How do people remember and reinvent age-old traditions for our modern world? How does folklore influence the way we live? We will be exploring these ideas and more in this project, talking to local people and collecting stories, memories and experiences of customs, beliefs and traditions. Throughout this project we will be working in partnership with other Cambridgeshire museums including Cambridge Museum of Technology, Farmland Museum and Denny Abbey and Whittlesey Museum.

Folklorist Enid Porter was the longest-serving Museum curator (1947-1976) and she shaped our collection. She collected and preserved local heritage through the stories of local people for future generations, recording stories and memories giving a unique insight, shaping modern English folklore studies. We are reviving Enid Porter’s ethos through projects exploring more recent, diverse heritage, reflecting and recording stories of development and change. You can learn more about Enid Porter below.

Tracing Traditions is funded by the Esmée Fairbairn Collections Fund – delivered by the Museums Association.

Watch our Flash Mob Molly video HERE!

Download our single from our touring exhibition ‘Merry in Maytime’ 22nd April-25th June 2019 HERE!

 

Contribute your stories and memories to our Tracing Traditions Project – we would love to hear from you!

 

 

 

Learn more about Enid Porter (1909-1984)

Collector of Stories

Enid Porter with the Corp Chreadh © Cambridge Daily News

Enid Porter was curator from 1947-1976 and devoted twenty-nine years of her life to the Museum. Living on the premises, firstly in the curator’s quarters and latterly in the curator’s cottage at the back of the Museum, she ran the Museum single-handedly, expanding the collection from four rooms to ten rooms at the time of her retirement.

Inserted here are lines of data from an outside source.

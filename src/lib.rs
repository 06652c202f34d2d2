pub mod api_client;
pub mod common;
pub mod config;
pub mod db;
pub mod docs;
pub mod handlers;
pub mod middleware;
pub mod models;
pub mod routes;
pub mod services;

Born in Westcliff in Essex, Enid Porter had roots in Cambridge where her mother’s family had lived since 1574. After taking a degree at the University of London and a brief career in teaching, Enid took over the curatorship of the Museum from Reginald Lambeth. For the first six months she was mentored by the Bedfordshire historian and folklorist, Thomas Bagshawe, who instilled in her the importance of accurately recording all accessions to the Museum – not only their physical details but also the customs, beliefs and traditions connected to them.

Enid was not only responsible for cataloguing the collection, she also took the entrance money, arranged and cleaned the exhibits, cleaned the museum (as well as the windows), organised school visits and lectures. However busy, Enid was always alert to the opportunities to record customs and folklore from visitors to the Museum who came to talk and reminisce about Cambridge and Cambridgeshire, regarding this as, ’one of the great advantages of being the curator of a small informal museum’.

Enid’s passion to record folklore extended beyond the walls of the Museum, in 1969 she wrote in Cambridgeshire Customs and Folklore, ‘What I have been able to take down from such welcome visitors has, over the years, been added to what I have learned in carpenters’ sheds, in farmyards, in public houses, in fields or listening unashamedly to snatches of conversations in trains, buses and streets. Nor have stays in hospitals been wasted. Surrounded by fellow patients from a wide area of Cambridgeshire, I have been able to add to my notebooks, while embarrassed husbands and other visitors, urged to come over to my bedside and talk, have provided me with more material’.

Teller of Stories

© Cambridge Daily News

Enid’s research in the Fens brought her into contact with two outstanding Fenland storytellers, W.H. Barrett from Brandon Creek and Arthur Randell from Magdalen near Kings Lynn. Although W.H. Barrett was deaf by the time they met, Enid was able to collect enough material to edit and publish two books of his memories, Tales from the Fens (1963) and More Tales from the Fens (1964). Working with Arthur Randell she gathered enough stories to publish four further tiles; Sixty Years a Fenman (1966), Fenland Railwayman (1968), Fenland Memories (1969) and Fenland Mole-Catcher (1970).

W.H. Barrett also provided much of the source material for Cambridgeshire Customs and Folklore (1969), Enid’s biggest book and her greatest written legacy, it is a fascinating compendium which provides invaluable information about many of the objects in the Museum’s collection. Working right up to her retirement Enid published two more books. The Folklore of East Anglia (1974) and Victorian Cambridge (1975), based on the diaries of Josiah Chater, acquired for the collection in 1964.

Enid Porter’s tireless work was perhaps even more remarkable given the fact that she did so without a pay rise for fifteen years and on a salary of £8 a week, when those in comparable positions were paid £1500 per year. Her achievements were recognised when she was awarded the Coote Lake Medal for research into folklore by the Folklore Society in 1968 and conferred an Honorary M.A. by Cambridge University in 1972. Enid Porter died aged 75 in Papworth Hospital after a series of heart attacks. A pioneering folklorist and curator she left behind a museum transformed by her efforts. The education room, constructed as part of the redevelopment of the museum in 2013, was named in her honour.